# Euler equation

when I am using Euler equation for Fourier transform integrals of type $$\int_{-\infty}^{\infty} dx f(x) exp[ikx]$$I am getting following integrals:

$$\int_{-\infty}^{\infty} dx f(x) cos(kx)$$ (for the real part) and

$$i* \int_{-\infty}^{\infty} dx f(x) sin(kx)$$ (for its imaginary part)

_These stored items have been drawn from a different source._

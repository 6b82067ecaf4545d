// Cosine similarity between TF-IDF vectors.

pub fn dot(a: &[f64], b: &[f64]) -> f64 {
    a.iter().zip(b.iter()).map(|(x, y)| x * y).sum()
}

/// Euclidean length.
pub fn norm(v: &[f64]) -> f64 {
    v.iter().map(|x| x * x).sum::<f64>().sqrt()
}

/// Cosine similarity of two vectors of the same dimension.
///
/// A zero vector has no direction, so anything compared with one scores
/// 0.0. Mismatched dimensions also score 0.0.
pub fn cosine_similarity(a: &[f64], b: &[f64]) -> f64 {
    if a.len() != b.len() || a.is_empty() {
        return 0.0;
    }
    let denom = norm(a) * norm(b);
    if denom == 0.0 {
        0.0
    } else {
        dot(a, b) / denom
    }
}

I am wondering what is the final integration result though. Is that the sum of both parts or are they seperate results? And if it is sum, when the imaginary or real part is being reduced to 0

Last edited:

Dr. Courtney
Gold Member
The Fourier transform is the sum of both real and imaginary parts.

HallsofIvy
Homework Helper
Surely if you know that $e^{ikx}= cos(kx)+ i sin(kx)$ then you know that $\int f(x)e^{ikx}dx= \int (f(x)cos(kx)+ if(x)sin(kx))dx= \int f(x)cos(kx) dx+ i \int f(x)sin(kx) dx$.

Dr. Courtney
Dr. Courtney
Surely if you know that $e^{ikx}= cos(kx)+ i sin(kx)$ then you know that $\int f(x)e^{ikx}dx= \int (f(x)cos(kx)+ if(x)sin(kx))dx= \int f(x)cos(kx) dx+ i \int f(x)sin(kx) dx$.